* [Action item]:
Would you print every entry exactly as it appears?

* [Information given]:
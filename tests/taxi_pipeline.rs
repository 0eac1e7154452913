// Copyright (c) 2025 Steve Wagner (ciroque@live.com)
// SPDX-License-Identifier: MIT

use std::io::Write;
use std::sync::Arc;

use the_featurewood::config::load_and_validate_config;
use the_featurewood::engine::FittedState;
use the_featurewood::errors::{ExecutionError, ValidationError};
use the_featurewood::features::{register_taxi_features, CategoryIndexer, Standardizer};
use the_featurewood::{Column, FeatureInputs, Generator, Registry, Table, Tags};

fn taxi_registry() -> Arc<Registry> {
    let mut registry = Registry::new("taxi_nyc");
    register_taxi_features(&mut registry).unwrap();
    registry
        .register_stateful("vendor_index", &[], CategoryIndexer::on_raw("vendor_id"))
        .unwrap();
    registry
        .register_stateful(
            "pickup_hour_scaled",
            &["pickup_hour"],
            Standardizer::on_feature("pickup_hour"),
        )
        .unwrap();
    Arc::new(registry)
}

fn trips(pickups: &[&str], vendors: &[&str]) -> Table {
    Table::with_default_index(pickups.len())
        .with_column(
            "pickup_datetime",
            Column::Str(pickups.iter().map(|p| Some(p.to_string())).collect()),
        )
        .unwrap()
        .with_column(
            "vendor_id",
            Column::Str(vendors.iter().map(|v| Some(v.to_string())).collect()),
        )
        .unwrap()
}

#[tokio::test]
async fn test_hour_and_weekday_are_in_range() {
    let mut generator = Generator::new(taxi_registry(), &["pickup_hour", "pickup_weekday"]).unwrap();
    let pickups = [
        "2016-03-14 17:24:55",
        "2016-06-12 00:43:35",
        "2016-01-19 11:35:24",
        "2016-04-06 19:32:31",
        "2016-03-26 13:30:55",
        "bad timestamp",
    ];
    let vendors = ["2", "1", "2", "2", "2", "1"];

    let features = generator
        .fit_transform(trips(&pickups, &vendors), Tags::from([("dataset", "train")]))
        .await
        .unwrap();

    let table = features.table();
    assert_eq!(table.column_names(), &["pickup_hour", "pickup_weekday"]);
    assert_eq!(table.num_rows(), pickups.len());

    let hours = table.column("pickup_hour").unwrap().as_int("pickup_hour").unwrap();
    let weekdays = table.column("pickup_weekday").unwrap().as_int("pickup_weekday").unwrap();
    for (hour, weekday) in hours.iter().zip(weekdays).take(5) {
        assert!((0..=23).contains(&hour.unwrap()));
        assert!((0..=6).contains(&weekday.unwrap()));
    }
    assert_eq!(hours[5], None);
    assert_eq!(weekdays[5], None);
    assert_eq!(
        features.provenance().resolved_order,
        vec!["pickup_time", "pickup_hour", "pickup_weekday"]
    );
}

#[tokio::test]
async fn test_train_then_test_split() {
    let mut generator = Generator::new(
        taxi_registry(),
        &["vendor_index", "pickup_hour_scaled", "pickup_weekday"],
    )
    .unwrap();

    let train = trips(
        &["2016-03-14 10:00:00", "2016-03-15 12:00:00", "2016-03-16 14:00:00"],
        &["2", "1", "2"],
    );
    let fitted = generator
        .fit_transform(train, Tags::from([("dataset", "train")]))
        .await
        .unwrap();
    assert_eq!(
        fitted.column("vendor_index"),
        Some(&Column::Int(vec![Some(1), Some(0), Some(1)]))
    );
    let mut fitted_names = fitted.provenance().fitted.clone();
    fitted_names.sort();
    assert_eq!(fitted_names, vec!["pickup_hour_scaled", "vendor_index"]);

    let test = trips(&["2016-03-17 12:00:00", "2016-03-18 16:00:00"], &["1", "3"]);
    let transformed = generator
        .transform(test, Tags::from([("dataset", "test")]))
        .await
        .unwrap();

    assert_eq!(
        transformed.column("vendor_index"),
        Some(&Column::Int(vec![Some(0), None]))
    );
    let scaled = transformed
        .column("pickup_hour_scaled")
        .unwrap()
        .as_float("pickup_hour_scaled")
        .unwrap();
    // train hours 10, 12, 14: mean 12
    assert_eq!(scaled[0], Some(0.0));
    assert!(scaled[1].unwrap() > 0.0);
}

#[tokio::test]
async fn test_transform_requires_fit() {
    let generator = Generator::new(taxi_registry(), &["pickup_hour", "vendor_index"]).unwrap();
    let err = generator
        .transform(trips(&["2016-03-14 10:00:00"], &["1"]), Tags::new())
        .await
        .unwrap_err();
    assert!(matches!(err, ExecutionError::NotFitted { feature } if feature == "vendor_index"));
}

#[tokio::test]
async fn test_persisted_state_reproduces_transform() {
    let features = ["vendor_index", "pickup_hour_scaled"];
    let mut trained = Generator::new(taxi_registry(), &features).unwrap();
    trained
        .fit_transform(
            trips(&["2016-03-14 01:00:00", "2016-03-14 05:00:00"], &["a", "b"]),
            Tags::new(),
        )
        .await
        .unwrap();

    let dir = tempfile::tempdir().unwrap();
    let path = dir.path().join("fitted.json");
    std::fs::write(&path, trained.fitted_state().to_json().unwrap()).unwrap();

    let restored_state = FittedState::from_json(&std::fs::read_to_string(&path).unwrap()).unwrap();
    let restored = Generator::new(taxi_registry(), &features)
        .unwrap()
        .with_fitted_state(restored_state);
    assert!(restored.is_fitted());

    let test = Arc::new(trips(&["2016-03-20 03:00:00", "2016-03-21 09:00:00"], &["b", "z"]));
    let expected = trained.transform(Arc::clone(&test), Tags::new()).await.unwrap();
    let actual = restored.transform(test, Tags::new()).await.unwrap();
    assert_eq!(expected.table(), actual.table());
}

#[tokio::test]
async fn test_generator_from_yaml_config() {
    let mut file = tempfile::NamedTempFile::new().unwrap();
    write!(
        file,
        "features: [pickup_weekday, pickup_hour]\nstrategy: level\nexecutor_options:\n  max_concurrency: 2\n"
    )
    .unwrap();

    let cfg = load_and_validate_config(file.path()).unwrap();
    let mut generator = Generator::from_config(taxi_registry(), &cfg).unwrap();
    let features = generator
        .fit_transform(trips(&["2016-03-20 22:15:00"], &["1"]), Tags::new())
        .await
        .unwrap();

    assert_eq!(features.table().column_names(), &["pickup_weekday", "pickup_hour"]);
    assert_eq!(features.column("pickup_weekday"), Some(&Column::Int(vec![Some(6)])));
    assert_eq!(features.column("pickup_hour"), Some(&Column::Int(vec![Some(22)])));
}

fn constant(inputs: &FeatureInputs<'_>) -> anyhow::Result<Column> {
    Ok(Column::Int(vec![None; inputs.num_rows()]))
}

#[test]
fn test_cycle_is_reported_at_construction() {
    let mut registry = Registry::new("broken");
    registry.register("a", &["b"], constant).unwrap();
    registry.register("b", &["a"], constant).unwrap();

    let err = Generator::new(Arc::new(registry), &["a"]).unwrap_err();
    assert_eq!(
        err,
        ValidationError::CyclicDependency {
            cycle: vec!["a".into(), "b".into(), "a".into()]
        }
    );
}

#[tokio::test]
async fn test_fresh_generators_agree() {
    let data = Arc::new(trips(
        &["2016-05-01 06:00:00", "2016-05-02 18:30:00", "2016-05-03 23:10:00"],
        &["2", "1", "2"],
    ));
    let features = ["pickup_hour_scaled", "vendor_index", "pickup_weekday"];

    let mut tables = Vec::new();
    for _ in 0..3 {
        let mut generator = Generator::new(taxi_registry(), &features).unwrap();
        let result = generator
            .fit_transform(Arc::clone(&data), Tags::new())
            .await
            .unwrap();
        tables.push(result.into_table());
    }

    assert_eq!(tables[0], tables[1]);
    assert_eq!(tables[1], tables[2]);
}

* [Problem solution]:
filename tests/taxi_pipeline.rs
repository 0eac1e7154452913
// Copyright (c) 2025 Steve Wagner (ciroque@live.com)
// SPDX-License-Identifier: MIT

use std::io::Write;
use std::sync::Arc;

use the_featurewood::config::load_and_validate_config;
use the_featurewood::engine::FittedState;
use the_featurewood::errors::{ExecutionError, ValidationError};
use the_featurewood::features::{register_taxi_features, CategoryIndexer, Standardizer};
use the_featurewood::{Column, FeatureInputs, Generator, Registry, Table, Tags};

fn taxi_registry() -> Arc<Registry> {
    let mut registry = Registry::new("taxi_nyc");
    register_taxi_features(&mut registry).unwrap();
    registry
        .register_stateful("vendor_index", &[], CategoryIndexer::on_raw("vendor_id"))
        .unwrap();
    registry
        .register_stateful(
            "pickup_hour_scaled",
            &["pickup_hour"],
            Standardizer::on_feature("pickup_hour"),
        )
        .unwrap();
    Arc::new(registry)
}

fn trips(pickups: &[&str], vendors: &[&str]) -> Table {
    Table::with_default_index(pickups.len())
        .with_column(
            "pickup_datetime",
            Column::Str(pickups.iter().map(|p| Some(p.to_string())).collect()),
        )
        .unwrap()
        .with_column(
            "vendor_id",
            Column::Str(vendors.iter().map(|v| Some(v.to_string())).collect()),
        )
        .unwrap()
}

#[tokio::test]
async fn test_hour_and_weekday_are_in_range() {
    let mut generator = Generator::new(taxi_registry(), &["pickup_hour", "pickup_weekday"]).unwrap();
    let pickups = [
        "2016-03-14 17:24:55",
        "2016-06-12 00:43:35",
        "2016-01-19 11:35:24",
        "2016-04-06 19:32:31",
        "2016-03-26 13:30:55",
        "bad timestamp",
    ];
    let vendors = ["2", "1", "2", "2", "2", "1"];

    let features = generator
        .fit_transform(trips(&pickups, &vendors), Tags::from([("dataset", "train")]))
        .await
        .unwrap();

    let table = features.table();
    assert_eq!(table.column_names(), &["pickup_hour", "pickup_weekday"]);
    assert_eq!(table.num_rows(), pickups.len());

    let hours = table.column("pickup_hour").unwrap().as_int("pickup_hour").unwrap();
    let weekdays = table.column("pickup_weekday").unwrap().as_int("pickup_weekday").unwrap();
    for (hour, weekday) in hours.iter().zip(weekdays).take(5) {
        assert!((0..=23).contains(&hour.unwrap()));
        assert!((0..=6).contains(&weekday.unwrap()));
    }
    assert_eq!(hours[5], None);
    assert_eq!(weekdays[5], None);
    assert_eq!(
        features.provenance().resolved_order,
        vec!["pickup_time", "pickup_hour", "pickup_weekday"]
    );
}

#[tokio::test]
async fn test_train_then_test_split() {
    let mut generator = Generator::new(
        taxi_registry(),
        &["vendor_index", "pickup_hour_scaled", "pickup_weekday"],
    )
    .unwrap();

    let train = trips(
        &["2016-03-14 10:00:00", "2016-03-15 12:00:00", "2016-03-16 14:00:00"],
        &["2", "1", "2"],
    );
    let fitted = generator
        .fit_transform(train, Tags::from([("dataset", "train")]))
        .await
        .unwrap();
    assert_eq!(
        fitted.column("vendor_index"),
        Some(&Column::Int(vec![Some(1), Some(0), Some(1)]))
    );
    let mut fitted_names = fitted.provenance().fitted.clone();
    fitted_names.sort();
    assert_eq!(fitted_names, vec!["pickup_hour_scaled", "vendor_index"]);

    let test = trips(&["2016-03-17 12:00:00", "2016-03-18 16:00:00"], &["1", "3"]);
    let transformed = generator
        .transform(test, Tags::from([("dataset", "test")]))
        .await
        .unwrap();

    assert_eq!(
        transformed.column("vendor_index"),
        Some(&Column::Int(vec![Some(0), None]))
    );
    let scaled = transformed
        .column("pickup_hour_scaled")
        .unwrap()
        .as_float("pickup_hour_scaled")
        .unwrap();
    // train hours 10, 12, 14: mean 12
    assert_eq!(scaled[0], Some(0.0));
    assert!(scaled[1].unwrap() > 0.0);
}

#[tokio::test]
async fn test_transform_requires_fit() {
    let generator = Generator::new(taxi_registry(), &["pickup_hour", "vendor_index"]).unwrap();
    let err = generator
        .transform(trips(&["2016-03-14 10:00:00"], &["1"]), Tags::new())
        .await
        .unwrap_err();
    assert!(matches!(err, ExecutionError::NotFitted { feature } if feature == "vendor_index"));
}

#[tokio::test]
async fn test_persisted_state_reproduces_transform() {
    let features = ["vendor_index", "pickup_hour_scaled"];
    let mut trained = Generator::new(taxi_registry(), &features).unwrap();
    trained
        .fit_transform(
            trips(&["2016-03-14 01:00:00", "2016-03-14 05:00:00"], &["a", "b"]),
            Tags::new(),
        )
        .await
        .unwrap();

    let dir = tempfile::tempdir().unwrap();
    let path = dir.path().join("fitted.json");
    std::fs::write(&path, trained.fitted_state().to_json().unwrap()).unwrap();

    let restored_state = FittedState::from_json(&std::fs::read_to_string(&path).unwrap()).unwrap();
    let restored = Generator::new(taxi_registry(), &features)
        .unwrap()
        .with_fitted_state(restored_state);
    assert!(restored.is_fitted());

    let test = Arc::new(trips(&["2016-03-20 03:00:00", "2016-03-21 09:00:00"], &["b", "z"]));
    let expected = trained.transform(Arc::clone(&test), Tags::new()).await.unwrap();
    let actual = restored.transform(test, Tags::new()).await.unwrap();
    assert_eq!(expected.table(), actual.table());
}

#[tokio::test]
async fn test_generator_from_yaml_config() {
    let mut file = tempfile::NamedTempFile::new().unwrap();
    write!(
        file,
        "features: [pickup_weekday, pickup_hour]\nstrategy: level\nexecutor_options:\n  max_concurrency: 2\n"
    )
    .unwrap();

    let cfg = load_and_validate_config(file.path()).unwrap();
    let mut generator = Generator::from_config(taxi_registry(), &cfg).unwrap();
    let features = generator
        .fit_transform(trips(&["2016-03-20 22:15:00"], &["1"]), Tags::new())
        .await
        .unwrap();

    assert_eq!(features.table().column_names(), &["pickup_weekday", "pickup_hour"]);
    assert_eq!(features.column("pickup_weekday"), Some(&Column::Int(vec![Some(6)])));
    assert_eq!(features.column("pickup_hour"), Some(&Column::Int(vec![Some(22)])));
}

fn constant(inputs: &FeatureInputs<'_>) -> anyhow::Result<Column> {
    Ok(Column::Int(vec![None; inputs.num_rows()]))
}

#[test]
fn test_cycle_is_reported_at_construction() {
    let mut registry = Registry::new("broken");
    registry.register("a", &["b"], constant).unwrap();
    registry.register("b", &["a"], constant).unwrap();

    let err = Generator::new(Arc::new(registry), &["a"]).unwrap_err();
    assert_eq!(
        err,
        ValidationError::CyclicDependency {
            cycle: vec!["a".into(), "b".into(), "a".into()]
        }
    );
}

#[tokio::test]
async fn test_fresh_generators_agree() {
    let data = Arc::new(trips(
        &["2016-05-01 06:00:00", "2016-05-02 18:30:00", "2016-05-03 23:10:00"],
        &["2", "1", "2"],
    ));
    let features = ["pickup_hour_scaled", "vendor_index", "pickup_weekday"];

    let mut tables = Vec::new();
    for _ in 0..3 {
        let mut generator = Generator::new(taxi_registry(), &features).unwrap();
        let result = generator
            .fit_transform(Arc::clone(&data), Tags::new())
            .await
            .unwrap();
        tables.push(result.into_table());
    }

    assert_eq!(tables[0], tables[1]);
    assert_eq!(tables[1], tables[2]);
}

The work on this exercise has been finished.